Terminology and Classifications

1.1. WEAR, FRICTION, AND LUBRICATION

A number of different definitions, which have varying degrees of completeness, rigor, and formalism, can be found for wear (16). However, for engineering purposes, the following definition is adequate and contains the essential elements. Wear is progressive damage to a surface caused by relative motion with respect to another substance. It is significant to consider what is implied and excluded by this. One key point is that wear is damage and it is not limited to loss of material from a surface. However, loss of material is definitely one way in which a part can experience wear. Another way included in this definition is by movement of material without loss of mass. An example of this would be the change in the geometry or dimension of a part as the result of plastic deformation, such as from repeated hammering. There is also a third mode implied, which is damage to a surface that does not result in mass loss or in dimensional changes. An example of this might be the development of a network of cracks in a surface. This type of damage might be of significance in applications where maintaining optical transparency is a prime engineering concern. Lens and aircraft windows are examples where this is an appropriate definition for wear. As will be shown in subsequent sections, the significant point is that wear is not simply limited to loss of material, which is often implied in some, particularly older, definitions of wear. While wear is not limited to loss of material, wear damage, if allowed to progress without limit, will result in material loss. The newer and more inclusive definitions of wear are very natural to the design or device engineer, who thinks of wear in terms of a progressive change to a part that adversely affects its performance. The focus is on adverse change, which simply may be translated as damage, not necessarily loss of material. The implications of this generalization will be further explored in the discussion of wear measures.
Older definitions of wear and application oriented definitions often define wear in terms of limited contact situations, such as sliding or rolling contact between solid bodies. However, the definition of wear given does not have such limitations. It includes contact situations involving sliding, rolling, and impact between solid bodies, as well as contact situations between a solid surface and a moving fluid or a stream of liquid or solid particles. The wear in these latter situations is normally referred to as some form of erosion, such as cavitation, slurry, or solid particle erosion.
At least in the context of engineering application and design, these considerations essentially indicate what wear is. A brief consideration as to what it is not is of importance as well. Engineers, designers, and the users frequently use the phrase “it’s worn out.” Basically, this means that as a result of use, it no longer works the way it should or it is broken. In this context, the part or device may no longer function because it has experienced severe corrosion or because a part is broken into two pieces. In terms of the definitions for wear, these two failures would not be considered wear failures nor would the two mechanisms, that is, corrosion and fracture, be considered wear. Corrosion is not a form of wear because it is not caused by relative motion. Brittle and fatigue fracture in the sense referred to above are not considered forms of wear because they are more a body phenomenon rather than a surface phenomenon and relative motion and contact are not required for these mechanisms to occur.

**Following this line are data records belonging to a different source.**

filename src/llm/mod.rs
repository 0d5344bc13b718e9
pub mod deepseek;

use async_trait::async_trait;

use crate::error::ChatError;
use crate::models::chat::ChatMessage;

/// Boundary to the credentialed chat-completion API. The server handler only
/// sees this trait, so tests substitute a scripted implementation.
#[async_trait]
pub trait CompletionClient: Send + Sync {
    /// Forward an already-assembled conversation (persona prompt first) and
    /// return the first completion's text.
    async fn complete(&self, messages: &[ChatMessage]) -> Result<String, ChatError>;

    fn model(&self) -> &str;
}
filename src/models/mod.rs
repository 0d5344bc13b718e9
pub mod chat;
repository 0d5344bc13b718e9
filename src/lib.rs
pub mod cli;
pub mod config;
pub mod error;
pub mod llm;
pub mod models;
pub mod server;
pub mod widget;

use std::error::Error;
use std::sync::Arc;

use log::{ info, warn };

use cli::Args;
use config::persona;
use llm::CompletionClient;
use llm::deepseek::DeepSeekClient;
use server::Server;
use server::api::AppState;

pub async fn run(args: Args) -> Result<(), Box<dyn Error + Send + Sync>> {
    info!("--- Core Configuration ---");
    info!("Server Address: {}", args.server_addr);
    info!("Upstream Base URL: {}", args.chat_base_url);
    info!("Chat Model: {}", args.chat_model);
    info!("Max Tokens: {}", args.chat_max_tokens);
    info!("Temperature: {}", args.chat_temperature);
    info!("Upstream Timeout: {}s", args.upstream_timeout_secs);
    info!("History Window: {}", args.history_window);
    info!("Rate Limit: {}/s", args.chat_rate_limit);
    info!("Persona Path: {}", args.persona_path.as_deref().unwrap_or("<built-in>"));
    info!("Debug Mode: {}", args.debug);
    info!("-------------------------");

    if args.chat_api_key.is_empty() {
        warn!(
            "Chat credential is not set; /api/chat will answer with a configuration error until it is."
        );
    }

    let persona_config = match &args.persona_path {
        Some(path) => persona::load_persona(path)?,
        None => Arc::new(persona::default_persona()),
    };

    let client: Arc<dyn CompletionClient> = Arc::new(DeepSeekClient::from_args(&args)?);
    let state = AppState::new(&args, client, persona_config);

    let addr = args.server_addr.clone();
    info!("Starting server on: {}", addr);
    let server = Server::new(addr, state, args);
    server.run().await
}
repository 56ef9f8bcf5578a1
//! Shop listing and product detail.

use askama::Template;
use askama_web::WebTemplate;
use axum::extract::{Path, Query, State};
use rust_decimal::Decimal;
use serde::Deserialize;
use tower_sessions::Session;
use tracing::instrument;

use segunda_mana_core::{CATEGORIES, Notice, Product, ProductId, stock};

use crate::error::Result;
use crate::filters;
use crate::middleware::Flash;
use crate::routes::cart::current_cart;
use crate::state::AppState;

/// Product display data for cards and grids.
#[derive(Debug, Clone)]
pub struct ProductCard {
    pub id: String,
    pub name: String,
    pub category: String,
    pub size: String,
    pub price: Decimal,
    pub image: Option<String>,
    /// Stock left after what the visitor already holds in the cart.
    pub available: i64,
}

impl From<&Product> for ProductCard {
    fn from(product: &Product) -> Self {
        Self {
            id: product.id.to_string(),
            name: product.display_name().to_string(),
            category: product.category.clone(),
            size: product.size.clone(),
            price: product.price,
            image: product.primary_image().map(String::from),
            available: product.quantity,
        }
    }
}

/// Shop filters from the query string. Blank inputs mean "no filter".
#[derive(Debug, Clone, Default, Deserialize)]
pub struct ShopQuery {
    #[serde(default)]
    pub q: String,
    #[serde(default)]
    pub category: String,
    #[serde(default)]
    pub min: String,
    #[serde(default)]
    pub max: String,
}

impl ShopQuery {
    fn bound(raw: &str) -> Option<Decimal> {
        raw.trim().parse::<Decimal>().ok()
    }

    /// Price range, category and free-text search, all conjunctive.
    #[must_use]
    pub fn matches(&self, product: &Product) -> bool {
        if Self::bound(&self.min).is_some_and(|min| product.price < min)
            || Self::bound(&self.max).is_some_and(|max| product.price > max)
        {
            return false;
        }

        let category = self.category.trim();
        if !category.is_empty() && product.category != category {
            return false;
        }

        let q = self.q.trim().to_lowercase();
        q.is_empty()
            || [
                product.display_name(),
                product.category.as_str(),
                product.size.as_str(),
                product.description.as_str(),
            ]
            .iter()
            .any(|field| field.to_lowercase().contains(&q))
            || product.price.to_string().contains(&q)
    }
}

/// One entry of the category dropdown.
#[derive(Debug, Clone)]
pub struct CategoryOption {
    pub name: &'static str,
    pub selected: bool,
}

/// Shop page template.
#[derive(Template, WebTemplate)]
#[template(path = "shop/index.html")]
pub struct ShopTemplate {
    pub flash: Option<Notice>,
    pub products: Vec<ProductCard>,
    pub categories: Vec<CategoryOption>,
    pub query: ShopQuery,
}

/// Product detail template.
#[derive(Template, WebTemplate)]
#[template(path = "shop/product.html")]
pub struct ProductTemplate {
    pub flash: Option<Notice>,
    pub product: ProductCard,
    pub description: String,
    pub status: String,
    pub images: Vec<String>,
}

/// Display the shop with filters applied.
#[instrument(skip(state, session, flash))]
pub async fn index(
    State(state): State<AppState>,
    session: Session,
    Flash(flash): Flash,
    Query(query): Query<ShopQuery>,
) -> Result<ShopTemplate> {
    let (products, cart) = tokio::join!(
        state.backend().customer_products(),
        current_cart(&state, &session)
    );
    let products = products.unwrap_or_else(|e| {
        tracing::warn!("Failed to load products: {e}");
        Vec::new()
    });

    let products = stock::in_stock(products, &cart.cart)
        .iter()
        .filter(|p| query.matches(p))
        .map(ProductCard::from)
        .collect();

    let categories = CATEGORIES
        .iter()
        .map(|&name| CategoryOption {
            name,
            selected: query.category.trim() == name,
        })
        .collect();

    Ok(ShopTemplate {
        flash,
        products,
        categories,
        query,
    })
}

/// Display one product with stock adjusted for the visitor's cart.
#[instrument(skip(state, session, flash))]
pub async fn show(
    State(state): State<AppState>,
    session: Session,
    Flash(flash): Flash,
    Path(id): Path<String>,
) -> Result<ProductTemplate> {
    let id = ProductId::new(id);
    let (product, cart) = tokio::join!(
        state.backend().product(&id),
        current_cart(&state, &session)
    );
    let mut product = product?;
    stock::adjust_for_cart(std::slice::from_mut(&mut product), &cart.cart);

    let mut images = product.images.clone();
    if let Some(single) = product.image.as_ref().filter(|i| !images.contains(i)) {
        images.push(single.clone());
    }

    Ok(ProductTemplate {
        flash,
        product: ProductCard::from(&product),
        description: product.description.clone(),
        status: product.status_label().to_string(),
        images,
    })
}

#[cfg(test)]
#[allow(clippy::unwrap_used)]
mod tests {
    use super::*;

    fn product(name: &str, category: &str, price: i64) -> Product {
        serde_json::from_value(serde_json::json!({
            "_id": name, "itemName": name, "category": category,
            "size": "M", "price": price, "quantity": 1
        }))
        .unwrap()
    }

    fn query(q: &str, category: &str, min: &str, max: &str) -> ShopQuery {
        ShopQuery {
            q: q.to_string(),
            category: category.to_string(),
            min: min.to_string(),
            max: max.to_string(),
        }
    }

    #[test]
    fn test_blank_query_matches_everything() {
        assert!(ShopQuery::default().matches(&product("Lamp", "Furniture", 100)));
    }

    #[test]
    fn test_price_bounds_are_inclusive() {
        let lamp = product("Lamp", "Furniture", 100);
        assert!(query("", "", "100", "100").matches(&lamp));
        assert!(!query("", "", "101", "").matches(&lamp));
        assert!(!query("", "", "", "99.99").matches(&lamp));
        assert!(query("", "", "abc", "").matches(&lamp));
    }

    #[test]
    fn test_category_and_search() {
        let tote = product("Leather Tote", "Bags", 450);
        assert!(query("tote", "Bags", "", "").matches(&tote));
        assert!(!query("tote", "Toys", "", "").matches(&tote));
        assert!(query("bags", "", "", "").matches(&tote));
        assert!(!query("lamp", "", "", "").matches(&tote));
    }
}
//! Log in and print a token for later commands.
//!
//! ```bash
//! export SM_ADMIN_TOKEN=$(sm-cli login -e ana@segundamana.org)
//! ```

use std::io::{BufRead, Write};

use secrecy::SecretString;

use segunda_mana_core::session::AdminSession;

use super::{CliError, backend};

/// Prompt for the password, log in and write the token to stdout.
///
/// The prompt goes to stderr so the token can be captured on its own.
///
/// # Errors
///
/// Returns an error if the backend rejects the credentials.
pub async fn login(email: &str) -> Result<(), CliError> {
    let client = backend()?;
    let password = read_password()?;

    let response = client.login(email.trim(), &password).await?;
    let session = AdminSession::from_login(response);
    tracing::info!(role = %session.role, "Logged in as {}", session.user.full_name);

    let mut stdout = std::io::stdout().lock();
    writeln!(stdout, "{}", session.token.expose())?;
    Ok(())
}

fn read_password() -> Result<SecretString, CliError> {
    let mut stderr = std::io::stderr().lock();
    write!(stderr, "Password: ")?;
    stderr.flush()?;

    let mut line = String::new();
    std::io::stdin().lock().read_line(&mut line)?;
    Ok(SecretString::from(line.trim_end_matches(['\r', '\n']).to_owned()))
}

While corrosion and fracture, per se, are not forms of wear, corrosion and fracture phenomena are definitely elements in wear. This is because in a wearing situation, there can be corrosive and fracture elements contributing to the damage that results from the relative motion. An illustration of this point is sliding, rolling, and impact situations in which material is lost as a result of the formation and propagation of cracks near the surface. In such situations, fatigue and brittle fracture mechanisms are generally involved in the wear. In addition to be involved in the wear, corrosion and fracture, per se, can be influenced by wear. An example of wear being a factor in fracture of a part is a situation where the wear scar might act as a stress concentration location to initiate fracture or where fracture results from the propagation of a crack formed in the wearing process. An example of a situation where both types of relationships can occur is wear situations involving the pumping of slurries. In such situations, wear behavior involves both chemical and mechanical factors and the severity of the corrosion can be influenced by the wear. These interactions and involvement of fracture and corrosion phenomena in wear will be further discussed and illustrated in subsequent chapters.
While illustrated by corrosion and fracture, the important point is that all failures of devices or life-limiting aspects associated with use or exposure are not the result of wear and wear processes. To be considered wear failures, there generally has to be some surface, mechanical, and relative motion aspects involved. However, as will be shown, wear mechanisms involve a very large number of physical and chemical phenomena including those involved in fracture and corrosion.
In view of these considerations, another way of defining wear for engineering use is that wear is damage to a surface resulting from mechanical interaction with another surface, body or fluid, which moves relative to it. Generally, the concern with wear is that ultimately this damage will become so large that it will interfere with the proper functioning of the device. While not the subject of this book, it is interesting to note that machining and polishing are forms of wear. As such, there is a positive side to wear and wear phenomena.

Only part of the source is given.